■ **Data to examine**
^^^^^^^^^^^^^^^^

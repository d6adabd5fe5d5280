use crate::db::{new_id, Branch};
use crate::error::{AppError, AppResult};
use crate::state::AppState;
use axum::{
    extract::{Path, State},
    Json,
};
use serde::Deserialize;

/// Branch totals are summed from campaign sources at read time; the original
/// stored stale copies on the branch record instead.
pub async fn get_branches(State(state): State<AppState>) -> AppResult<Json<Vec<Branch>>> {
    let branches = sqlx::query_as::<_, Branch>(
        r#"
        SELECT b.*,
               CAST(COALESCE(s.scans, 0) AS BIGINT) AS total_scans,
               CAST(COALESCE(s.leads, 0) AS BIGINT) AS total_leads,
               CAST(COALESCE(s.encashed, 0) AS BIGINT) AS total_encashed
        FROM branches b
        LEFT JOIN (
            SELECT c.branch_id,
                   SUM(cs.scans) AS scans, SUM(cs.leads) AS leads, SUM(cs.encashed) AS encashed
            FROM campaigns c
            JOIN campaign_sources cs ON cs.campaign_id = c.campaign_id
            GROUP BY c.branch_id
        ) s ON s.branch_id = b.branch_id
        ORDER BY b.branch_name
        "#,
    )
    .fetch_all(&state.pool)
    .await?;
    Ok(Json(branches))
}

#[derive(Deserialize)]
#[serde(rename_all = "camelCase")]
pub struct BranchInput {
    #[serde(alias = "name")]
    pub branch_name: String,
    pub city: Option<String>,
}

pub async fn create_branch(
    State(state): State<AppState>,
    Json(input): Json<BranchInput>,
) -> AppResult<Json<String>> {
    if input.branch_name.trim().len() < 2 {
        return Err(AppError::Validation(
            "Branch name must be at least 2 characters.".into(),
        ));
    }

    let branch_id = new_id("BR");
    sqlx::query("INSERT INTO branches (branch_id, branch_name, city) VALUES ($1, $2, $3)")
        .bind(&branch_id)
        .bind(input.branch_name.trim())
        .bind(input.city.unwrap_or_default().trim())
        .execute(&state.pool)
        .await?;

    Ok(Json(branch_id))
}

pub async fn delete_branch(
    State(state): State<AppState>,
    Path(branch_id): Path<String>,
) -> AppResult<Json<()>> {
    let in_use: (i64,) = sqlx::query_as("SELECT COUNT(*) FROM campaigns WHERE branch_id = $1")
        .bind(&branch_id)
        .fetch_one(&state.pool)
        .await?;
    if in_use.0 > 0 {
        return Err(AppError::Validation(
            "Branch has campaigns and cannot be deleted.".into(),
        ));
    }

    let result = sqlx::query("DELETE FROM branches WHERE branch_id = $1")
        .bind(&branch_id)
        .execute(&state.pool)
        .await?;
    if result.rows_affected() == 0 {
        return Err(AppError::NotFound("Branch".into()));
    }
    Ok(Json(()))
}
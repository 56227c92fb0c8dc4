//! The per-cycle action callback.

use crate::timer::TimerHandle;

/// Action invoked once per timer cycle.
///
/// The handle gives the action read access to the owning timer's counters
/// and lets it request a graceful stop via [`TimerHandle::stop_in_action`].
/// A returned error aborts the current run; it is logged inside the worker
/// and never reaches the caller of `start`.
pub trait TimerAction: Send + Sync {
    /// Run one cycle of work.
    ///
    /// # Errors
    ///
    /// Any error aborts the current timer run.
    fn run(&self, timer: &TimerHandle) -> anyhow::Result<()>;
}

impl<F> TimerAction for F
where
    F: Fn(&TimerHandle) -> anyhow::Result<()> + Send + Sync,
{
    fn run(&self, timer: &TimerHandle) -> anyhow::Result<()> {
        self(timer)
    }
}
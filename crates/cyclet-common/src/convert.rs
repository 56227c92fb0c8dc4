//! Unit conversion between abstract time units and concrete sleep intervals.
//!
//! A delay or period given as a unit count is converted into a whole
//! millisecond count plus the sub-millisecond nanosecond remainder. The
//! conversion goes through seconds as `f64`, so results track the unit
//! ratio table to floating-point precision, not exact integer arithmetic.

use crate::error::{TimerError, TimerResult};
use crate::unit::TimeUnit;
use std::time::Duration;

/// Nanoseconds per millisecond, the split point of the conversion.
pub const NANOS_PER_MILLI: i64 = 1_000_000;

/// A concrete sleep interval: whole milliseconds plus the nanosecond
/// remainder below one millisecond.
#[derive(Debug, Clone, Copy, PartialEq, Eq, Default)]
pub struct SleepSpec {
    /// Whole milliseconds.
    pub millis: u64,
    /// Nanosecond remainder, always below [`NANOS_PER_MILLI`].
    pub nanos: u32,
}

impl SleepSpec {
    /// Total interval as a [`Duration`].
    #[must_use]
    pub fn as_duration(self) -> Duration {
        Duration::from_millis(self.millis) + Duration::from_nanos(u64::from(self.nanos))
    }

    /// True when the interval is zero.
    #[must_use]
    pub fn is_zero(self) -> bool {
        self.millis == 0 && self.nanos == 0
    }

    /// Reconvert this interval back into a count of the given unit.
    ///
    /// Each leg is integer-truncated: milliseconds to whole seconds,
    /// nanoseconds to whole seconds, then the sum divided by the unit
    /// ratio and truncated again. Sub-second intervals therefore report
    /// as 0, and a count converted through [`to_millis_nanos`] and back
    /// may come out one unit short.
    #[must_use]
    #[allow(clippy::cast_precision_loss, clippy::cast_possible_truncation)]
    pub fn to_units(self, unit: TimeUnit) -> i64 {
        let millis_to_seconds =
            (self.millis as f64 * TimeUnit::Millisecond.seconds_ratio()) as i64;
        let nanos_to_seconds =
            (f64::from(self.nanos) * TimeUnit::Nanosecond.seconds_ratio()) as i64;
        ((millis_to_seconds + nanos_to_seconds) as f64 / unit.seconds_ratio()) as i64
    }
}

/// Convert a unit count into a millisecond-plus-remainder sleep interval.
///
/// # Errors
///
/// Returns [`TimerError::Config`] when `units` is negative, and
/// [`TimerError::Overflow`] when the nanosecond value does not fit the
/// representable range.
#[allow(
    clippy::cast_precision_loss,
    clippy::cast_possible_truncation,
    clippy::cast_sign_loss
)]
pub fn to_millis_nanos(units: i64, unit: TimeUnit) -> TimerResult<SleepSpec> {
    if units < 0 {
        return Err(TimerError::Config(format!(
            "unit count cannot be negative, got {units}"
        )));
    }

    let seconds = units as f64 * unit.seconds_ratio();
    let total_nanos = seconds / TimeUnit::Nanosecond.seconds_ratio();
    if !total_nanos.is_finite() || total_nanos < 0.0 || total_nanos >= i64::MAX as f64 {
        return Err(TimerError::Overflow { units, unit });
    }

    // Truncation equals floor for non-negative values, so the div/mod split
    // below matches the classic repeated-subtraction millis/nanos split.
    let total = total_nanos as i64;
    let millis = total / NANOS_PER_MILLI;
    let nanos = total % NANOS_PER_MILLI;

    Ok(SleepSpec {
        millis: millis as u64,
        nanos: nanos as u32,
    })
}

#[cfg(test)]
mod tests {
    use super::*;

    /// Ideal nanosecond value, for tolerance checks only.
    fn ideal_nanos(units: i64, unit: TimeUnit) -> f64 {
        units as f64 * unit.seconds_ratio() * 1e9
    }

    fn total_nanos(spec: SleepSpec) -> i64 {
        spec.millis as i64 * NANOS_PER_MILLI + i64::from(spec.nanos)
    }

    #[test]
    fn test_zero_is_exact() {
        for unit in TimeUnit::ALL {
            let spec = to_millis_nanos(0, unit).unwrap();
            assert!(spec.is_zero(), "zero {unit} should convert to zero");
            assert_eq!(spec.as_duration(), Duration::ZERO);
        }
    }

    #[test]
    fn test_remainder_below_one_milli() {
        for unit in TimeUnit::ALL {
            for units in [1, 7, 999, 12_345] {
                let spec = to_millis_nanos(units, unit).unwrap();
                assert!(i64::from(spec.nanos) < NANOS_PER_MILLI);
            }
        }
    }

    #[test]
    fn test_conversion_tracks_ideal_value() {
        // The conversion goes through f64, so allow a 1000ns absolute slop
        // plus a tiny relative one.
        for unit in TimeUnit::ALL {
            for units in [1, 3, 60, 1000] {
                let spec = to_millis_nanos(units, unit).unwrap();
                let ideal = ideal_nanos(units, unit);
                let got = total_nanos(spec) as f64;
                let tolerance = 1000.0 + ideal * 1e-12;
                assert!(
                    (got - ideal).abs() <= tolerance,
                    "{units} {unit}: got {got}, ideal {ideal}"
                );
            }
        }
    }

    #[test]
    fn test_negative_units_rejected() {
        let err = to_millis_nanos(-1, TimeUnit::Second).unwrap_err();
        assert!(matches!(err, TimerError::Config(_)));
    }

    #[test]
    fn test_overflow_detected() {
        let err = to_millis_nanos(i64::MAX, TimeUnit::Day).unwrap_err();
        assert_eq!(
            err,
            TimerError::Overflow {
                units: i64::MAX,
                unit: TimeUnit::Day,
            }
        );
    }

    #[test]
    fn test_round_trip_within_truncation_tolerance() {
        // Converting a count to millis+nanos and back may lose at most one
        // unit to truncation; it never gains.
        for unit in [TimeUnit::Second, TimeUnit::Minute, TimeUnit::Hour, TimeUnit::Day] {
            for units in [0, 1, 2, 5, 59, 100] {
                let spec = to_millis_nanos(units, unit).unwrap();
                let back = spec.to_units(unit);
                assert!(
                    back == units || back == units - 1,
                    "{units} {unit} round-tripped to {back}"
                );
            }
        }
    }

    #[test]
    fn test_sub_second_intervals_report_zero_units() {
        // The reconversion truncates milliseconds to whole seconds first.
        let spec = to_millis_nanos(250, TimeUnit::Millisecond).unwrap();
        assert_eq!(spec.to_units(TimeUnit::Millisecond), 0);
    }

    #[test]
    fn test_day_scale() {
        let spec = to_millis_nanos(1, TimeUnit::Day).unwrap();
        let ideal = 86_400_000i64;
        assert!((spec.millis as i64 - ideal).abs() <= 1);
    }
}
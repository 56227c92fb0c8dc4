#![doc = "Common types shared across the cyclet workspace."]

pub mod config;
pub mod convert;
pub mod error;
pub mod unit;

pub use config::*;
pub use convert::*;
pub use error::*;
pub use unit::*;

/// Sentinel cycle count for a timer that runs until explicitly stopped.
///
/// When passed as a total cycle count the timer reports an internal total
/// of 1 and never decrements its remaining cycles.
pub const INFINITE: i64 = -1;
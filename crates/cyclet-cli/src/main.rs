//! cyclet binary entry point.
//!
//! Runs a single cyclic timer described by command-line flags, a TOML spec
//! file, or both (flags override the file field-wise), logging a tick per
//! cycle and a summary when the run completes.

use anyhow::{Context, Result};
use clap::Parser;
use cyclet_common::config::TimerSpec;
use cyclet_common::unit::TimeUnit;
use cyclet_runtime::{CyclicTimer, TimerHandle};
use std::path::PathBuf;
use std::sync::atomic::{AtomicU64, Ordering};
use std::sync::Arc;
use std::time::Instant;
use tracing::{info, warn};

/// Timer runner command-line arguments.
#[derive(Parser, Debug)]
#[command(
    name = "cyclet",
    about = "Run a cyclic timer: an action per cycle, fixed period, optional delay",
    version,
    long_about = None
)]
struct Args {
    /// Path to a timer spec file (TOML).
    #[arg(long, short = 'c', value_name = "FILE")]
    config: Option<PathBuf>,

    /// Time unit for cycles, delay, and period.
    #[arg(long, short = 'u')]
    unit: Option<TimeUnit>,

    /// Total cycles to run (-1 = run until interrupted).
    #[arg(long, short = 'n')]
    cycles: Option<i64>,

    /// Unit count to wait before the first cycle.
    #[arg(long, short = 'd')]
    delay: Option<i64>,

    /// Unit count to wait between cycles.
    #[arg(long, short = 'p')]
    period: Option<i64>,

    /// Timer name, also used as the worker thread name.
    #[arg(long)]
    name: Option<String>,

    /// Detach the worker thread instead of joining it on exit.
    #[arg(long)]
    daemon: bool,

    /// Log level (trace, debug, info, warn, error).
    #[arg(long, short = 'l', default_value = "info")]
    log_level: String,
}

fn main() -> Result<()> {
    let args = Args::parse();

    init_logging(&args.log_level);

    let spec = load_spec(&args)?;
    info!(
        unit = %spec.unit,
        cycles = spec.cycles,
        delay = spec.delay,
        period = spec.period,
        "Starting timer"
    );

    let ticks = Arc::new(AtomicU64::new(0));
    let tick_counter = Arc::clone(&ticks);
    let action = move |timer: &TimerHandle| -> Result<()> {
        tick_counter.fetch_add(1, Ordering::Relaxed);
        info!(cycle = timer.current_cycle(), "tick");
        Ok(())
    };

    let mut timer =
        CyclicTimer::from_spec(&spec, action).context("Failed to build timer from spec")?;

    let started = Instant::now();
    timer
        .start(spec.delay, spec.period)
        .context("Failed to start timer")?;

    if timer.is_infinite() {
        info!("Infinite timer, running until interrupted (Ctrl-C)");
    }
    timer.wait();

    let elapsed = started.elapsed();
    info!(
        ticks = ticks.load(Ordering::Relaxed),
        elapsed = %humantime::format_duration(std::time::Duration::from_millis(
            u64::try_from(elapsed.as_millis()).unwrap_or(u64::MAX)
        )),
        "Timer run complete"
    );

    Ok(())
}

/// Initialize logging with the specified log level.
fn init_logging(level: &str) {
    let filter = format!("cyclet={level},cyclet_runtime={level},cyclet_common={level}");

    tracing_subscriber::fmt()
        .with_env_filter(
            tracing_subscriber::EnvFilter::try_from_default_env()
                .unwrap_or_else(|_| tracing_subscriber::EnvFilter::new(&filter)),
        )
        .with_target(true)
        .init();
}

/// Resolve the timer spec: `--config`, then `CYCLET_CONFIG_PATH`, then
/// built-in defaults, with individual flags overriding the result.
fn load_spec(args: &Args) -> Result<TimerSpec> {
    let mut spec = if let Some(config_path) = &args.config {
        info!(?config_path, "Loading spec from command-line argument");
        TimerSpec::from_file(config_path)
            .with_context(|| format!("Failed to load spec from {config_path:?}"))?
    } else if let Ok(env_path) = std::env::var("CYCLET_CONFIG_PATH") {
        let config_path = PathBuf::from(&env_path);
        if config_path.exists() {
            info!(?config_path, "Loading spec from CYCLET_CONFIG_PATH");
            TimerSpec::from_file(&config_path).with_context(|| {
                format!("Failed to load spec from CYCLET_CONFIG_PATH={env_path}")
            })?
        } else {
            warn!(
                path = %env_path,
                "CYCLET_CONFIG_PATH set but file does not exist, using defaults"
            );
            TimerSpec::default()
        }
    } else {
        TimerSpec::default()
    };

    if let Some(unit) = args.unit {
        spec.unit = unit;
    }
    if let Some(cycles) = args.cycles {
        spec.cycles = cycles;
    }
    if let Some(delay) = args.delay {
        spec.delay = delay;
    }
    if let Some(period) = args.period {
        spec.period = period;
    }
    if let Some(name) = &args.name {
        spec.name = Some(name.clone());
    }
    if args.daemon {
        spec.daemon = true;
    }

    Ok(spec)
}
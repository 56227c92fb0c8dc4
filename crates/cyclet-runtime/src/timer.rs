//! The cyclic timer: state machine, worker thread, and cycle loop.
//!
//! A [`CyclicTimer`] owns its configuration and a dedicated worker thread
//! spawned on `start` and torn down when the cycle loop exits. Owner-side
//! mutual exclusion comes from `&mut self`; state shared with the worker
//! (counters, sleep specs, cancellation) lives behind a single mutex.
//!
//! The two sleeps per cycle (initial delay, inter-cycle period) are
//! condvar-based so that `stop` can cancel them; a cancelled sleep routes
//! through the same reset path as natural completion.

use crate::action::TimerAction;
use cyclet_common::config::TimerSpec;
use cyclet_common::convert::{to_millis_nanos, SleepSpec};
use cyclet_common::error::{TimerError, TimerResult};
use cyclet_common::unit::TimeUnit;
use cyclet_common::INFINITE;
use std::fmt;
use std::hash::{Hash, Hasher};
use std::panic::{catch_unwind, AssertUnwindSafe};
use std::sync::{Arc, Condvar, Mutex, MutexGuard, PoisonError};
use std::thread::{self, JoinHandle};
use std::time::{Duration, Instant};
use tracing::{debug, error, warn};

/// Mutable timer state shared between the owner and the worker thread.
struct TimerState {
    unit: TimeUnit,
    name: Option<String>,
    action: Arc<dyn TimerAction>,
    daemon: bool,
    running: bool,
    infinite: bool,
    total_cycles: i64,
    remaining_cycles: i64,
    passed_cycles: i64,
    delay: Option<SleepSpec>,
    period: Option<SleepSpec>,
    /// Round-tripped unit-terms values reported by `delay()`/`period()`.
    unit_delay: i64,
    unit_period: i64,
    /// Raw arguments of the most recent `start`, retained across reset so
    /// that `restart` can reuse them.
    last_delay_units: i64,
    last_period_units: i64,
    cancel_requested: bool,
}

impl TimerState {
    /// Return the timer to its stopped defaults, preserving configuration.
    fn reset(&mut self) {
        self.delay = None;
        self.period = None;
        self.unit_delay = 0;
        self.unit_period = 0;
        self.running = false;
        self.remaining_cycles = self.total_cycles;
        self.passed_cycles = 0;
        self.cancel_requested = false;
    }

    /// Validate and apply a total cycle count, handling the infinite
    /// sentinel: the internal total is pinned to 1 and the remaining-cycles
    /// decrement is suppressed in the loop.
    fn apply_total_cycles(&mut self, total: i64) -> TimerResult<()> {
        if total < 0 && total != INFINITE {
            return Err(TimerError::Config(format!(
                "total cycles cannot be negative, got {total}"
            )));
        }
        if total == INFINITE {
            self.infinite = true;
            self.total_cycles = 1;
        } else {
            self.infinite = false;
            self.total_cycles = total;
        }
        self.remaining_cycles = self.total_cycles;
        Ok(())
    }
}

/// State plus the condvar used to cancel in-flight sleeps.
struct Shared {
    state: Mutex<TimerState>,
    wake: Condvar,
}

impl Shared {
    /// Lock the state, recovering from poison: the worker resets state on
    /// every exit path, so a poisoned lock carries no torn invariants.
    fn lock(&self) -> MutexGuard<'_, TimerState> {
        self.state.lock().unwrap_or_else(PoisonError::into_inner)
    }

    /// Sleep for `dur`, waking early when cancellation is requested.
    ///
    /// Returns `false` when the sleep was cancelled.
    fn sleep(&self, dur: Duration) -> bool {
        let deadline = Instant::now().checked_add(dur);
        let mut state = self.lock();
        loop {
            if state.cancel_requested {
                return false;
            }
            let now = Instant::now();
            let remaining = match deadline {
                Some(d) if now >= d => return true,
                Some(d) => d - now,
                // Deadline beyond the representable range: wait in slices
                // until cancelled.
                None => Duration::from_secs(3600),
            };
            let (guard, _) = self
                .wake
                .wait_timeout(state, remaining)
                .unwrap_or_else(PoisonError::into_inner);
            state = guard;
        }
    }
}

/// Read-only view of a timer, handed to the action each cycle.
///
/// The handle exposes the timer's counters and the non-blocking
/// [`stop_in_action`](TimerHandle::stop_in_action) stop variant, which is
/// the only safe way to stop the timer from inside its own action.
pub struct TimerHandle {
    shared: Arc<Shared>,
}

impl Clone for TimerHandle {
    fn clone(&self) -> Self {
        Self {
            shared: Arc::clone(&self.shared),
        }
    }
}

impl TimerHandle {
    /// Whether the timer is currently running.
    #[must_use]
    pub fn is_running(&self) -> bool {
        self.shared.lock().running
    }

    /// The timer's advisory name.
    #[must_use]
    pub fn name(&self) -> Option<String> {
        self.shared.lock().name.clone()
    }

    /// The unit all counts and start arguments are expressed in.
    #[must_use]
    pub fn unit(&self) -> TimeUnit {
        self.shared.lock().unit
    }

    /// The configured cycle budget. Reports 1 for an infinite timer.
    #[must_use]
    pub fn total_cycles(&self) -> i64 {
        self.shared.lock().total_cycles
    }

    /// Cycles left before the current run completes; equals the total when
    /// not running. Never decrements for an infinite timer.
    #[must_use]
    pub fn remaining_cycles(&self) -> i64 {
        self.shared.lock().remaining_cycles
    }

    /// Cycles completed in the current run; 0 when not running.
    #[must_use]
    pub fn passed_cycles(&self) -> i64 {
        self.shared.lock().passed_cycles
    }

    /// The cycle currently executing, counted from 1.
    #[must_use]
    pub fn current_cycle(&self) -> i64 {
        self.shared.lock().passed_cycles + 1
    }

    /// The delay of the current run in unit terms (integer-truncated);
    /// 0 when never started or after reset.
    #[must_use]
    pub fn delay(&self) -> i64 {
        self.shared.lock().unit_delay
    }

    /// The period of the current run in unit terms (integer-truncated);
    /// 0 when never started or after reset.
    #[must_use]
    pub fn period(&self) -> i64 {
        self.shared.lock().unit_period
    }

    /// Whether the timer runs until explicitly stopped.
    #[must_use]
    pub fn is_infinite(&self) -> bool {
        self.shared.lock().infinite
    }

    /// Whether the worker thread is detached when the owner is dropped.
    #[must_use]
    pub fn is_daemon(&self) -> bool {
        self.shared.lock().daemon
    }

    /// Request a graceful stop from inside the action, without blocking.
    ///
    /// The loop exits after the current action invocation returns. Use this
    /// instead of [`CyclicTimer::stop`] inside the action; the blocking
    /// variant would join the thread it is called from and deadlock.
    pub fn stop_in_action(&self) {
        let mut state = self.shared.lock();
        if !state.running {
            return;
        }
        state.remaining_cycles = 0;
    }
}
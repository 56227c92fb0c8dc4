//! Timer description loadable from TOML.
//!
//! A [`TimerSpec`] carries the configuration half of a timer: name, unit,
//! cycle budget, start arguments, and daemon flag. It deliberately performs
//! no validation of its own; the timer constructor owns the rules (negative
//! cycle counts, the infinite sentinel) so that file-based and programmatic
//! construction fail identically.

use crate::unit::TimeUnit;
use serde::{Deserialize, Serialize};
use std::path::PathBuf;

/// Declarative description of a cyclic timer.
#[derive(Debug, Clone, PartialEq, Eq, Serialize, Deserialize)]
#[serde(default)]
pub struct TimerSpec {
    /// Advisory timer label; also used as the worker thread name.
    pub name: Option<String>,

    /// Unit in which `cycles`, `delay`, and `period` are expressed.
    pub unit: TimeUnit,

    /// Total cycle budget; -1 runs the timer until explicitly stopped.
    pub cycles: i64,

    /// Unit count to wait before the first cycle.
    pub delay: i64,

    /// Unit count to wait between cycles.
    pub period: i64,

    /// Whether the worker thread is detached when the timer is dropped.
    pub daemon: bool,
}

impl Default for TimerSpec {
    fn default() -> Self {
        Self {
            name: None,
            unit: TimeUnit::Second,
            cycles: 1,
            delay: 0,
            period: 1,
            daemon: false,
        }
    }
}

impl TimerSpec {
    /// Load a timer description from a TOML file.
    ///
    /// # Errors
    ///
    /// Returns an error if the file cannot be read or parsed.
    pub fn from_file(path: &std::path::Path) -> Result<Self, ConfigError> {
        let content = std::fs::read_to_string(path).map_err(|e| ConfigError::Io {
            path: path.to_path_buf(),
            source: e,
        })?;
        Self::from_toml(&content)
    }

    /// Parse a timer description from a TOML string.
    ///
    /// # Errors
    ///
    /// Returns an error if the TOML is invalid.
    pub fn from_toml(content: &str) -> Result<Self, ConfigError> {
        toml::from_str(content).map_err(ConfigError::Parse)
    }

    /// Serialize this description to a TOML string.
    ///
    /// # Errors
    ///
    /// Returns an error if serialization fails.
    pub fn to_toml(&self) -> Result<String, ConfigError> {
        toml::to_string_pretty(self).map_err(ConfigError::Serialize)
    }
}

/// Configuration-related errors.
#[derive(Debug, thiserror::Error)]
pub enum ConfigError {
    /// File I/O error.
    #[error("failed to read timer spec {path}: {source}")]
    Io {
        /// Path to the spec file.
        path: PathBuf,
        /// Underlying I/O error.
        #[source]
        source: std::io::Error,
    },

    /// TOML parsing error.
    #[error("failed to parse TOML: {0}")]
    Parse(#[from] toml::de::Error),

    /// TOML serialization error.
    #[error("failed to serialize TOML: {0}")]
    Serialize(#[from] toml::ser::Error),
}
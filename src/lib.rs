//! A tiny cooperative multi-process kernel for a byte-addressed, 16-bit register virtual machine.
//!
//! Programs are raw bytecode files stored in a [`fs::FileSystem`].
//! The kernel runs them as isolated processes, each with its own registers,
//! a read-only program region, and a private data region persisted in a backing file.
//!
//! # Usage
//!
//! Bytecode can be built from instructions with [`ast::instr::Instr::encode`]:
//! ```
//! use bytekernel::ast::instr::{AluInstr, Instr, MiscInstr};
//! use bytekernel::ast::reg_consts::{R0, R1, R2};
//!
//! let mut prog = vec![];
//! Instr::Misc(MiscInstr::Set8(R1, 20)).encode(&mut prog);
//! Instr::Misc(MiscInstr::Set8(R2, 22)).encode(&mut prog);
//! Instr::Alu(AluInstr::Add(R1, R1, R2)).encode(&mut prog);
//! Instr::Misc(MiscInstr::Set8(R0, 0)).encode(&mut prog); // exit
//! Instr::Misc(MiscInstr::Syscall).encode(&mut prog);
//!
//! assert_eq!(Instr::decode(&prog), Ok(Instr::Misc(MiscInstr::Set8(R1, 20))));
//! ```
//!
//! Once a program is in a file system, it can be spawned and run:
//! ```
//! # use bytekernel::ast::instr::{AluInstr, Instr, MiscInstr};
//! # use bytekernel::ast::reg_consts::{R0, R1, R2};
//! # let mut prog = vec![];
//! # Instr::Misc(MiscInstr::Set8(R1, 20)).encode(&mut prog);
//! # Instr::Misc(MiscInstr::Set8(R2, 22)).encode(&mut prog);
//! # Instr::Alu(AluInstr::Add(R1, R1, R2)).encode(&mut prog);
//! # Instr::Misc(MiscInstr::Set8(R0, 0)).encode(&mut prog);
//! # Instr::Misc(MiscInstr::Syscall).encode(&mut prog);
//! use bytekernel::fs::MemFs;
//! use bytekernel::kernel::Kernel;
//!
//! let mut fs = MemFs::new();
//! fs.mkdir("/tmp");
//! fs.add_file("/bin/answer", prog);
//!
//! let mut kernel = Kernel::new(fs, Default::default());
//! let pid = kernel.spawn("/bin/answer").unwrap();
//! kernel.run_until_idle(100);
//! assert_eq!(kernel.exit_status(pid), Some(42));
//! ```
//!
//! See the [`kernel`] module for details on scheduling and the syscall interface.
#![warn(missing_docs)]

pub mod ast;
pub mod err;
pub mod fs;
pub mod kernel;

^^^^^^^^^^^^^^^^

■ **What the task requires**
Copy out the lines above exactly, beginning at the one that contains "s.branch_id = b.branch_id" and ending at the one that contains "if in_use.0 >".

■ **Exercise solution**
        ) s ON s.branch_id = b.branch_id
        ORDER BY b.branch_name
        "#,
    )
    .fetch_all(&state.pool)
    .await?;
    Ok(Json(branches))
}

#[derive(Deserialize)]
#[serde(rename_all = "camelCase")]
pub struct BranchInput {
    #[serde(alias = "name")]
    pub branch_name: String,
    pub city: Option<String>,
}

pub async fn create_branch(
    State(state): State<AppState>,
    Json(input): Json<BranchInput>,
) -> AppResult<Json<String>> {
    if input.branch_name.trim().len() < 2 {
        return Err(AppError::Validation(
            "Branch name must be at least 2 characters.".into(),
        ));
    }

    let branch_id = new_id("BR");
    sqlx::query("INSERT INTO branches (branch_id, branch_name, city) VALUES ($1, $2, $3)")
        .bind(&branch_id)
        .bind(input.branch_name.trim())
        .bind(input.city.unwrap_or_default().trim())
        .execute(&state.pool)
        .await?;

    Ok(Json(branch_id))
}

pub async fn delete_branch(
    State(state): State<AppState>,
    Path(branch_id): Path<String>,
) -> AppResult<Json<()>> {
    let in_use: (i64,) = sqlx::query_as("SELECT COUNT(*) FROM campaigns WHERE branch_id = $1")
        .bind(&branch_id)
        .fetch_one(&state.pool)
        .await?;
    if in_use.0 > 0 {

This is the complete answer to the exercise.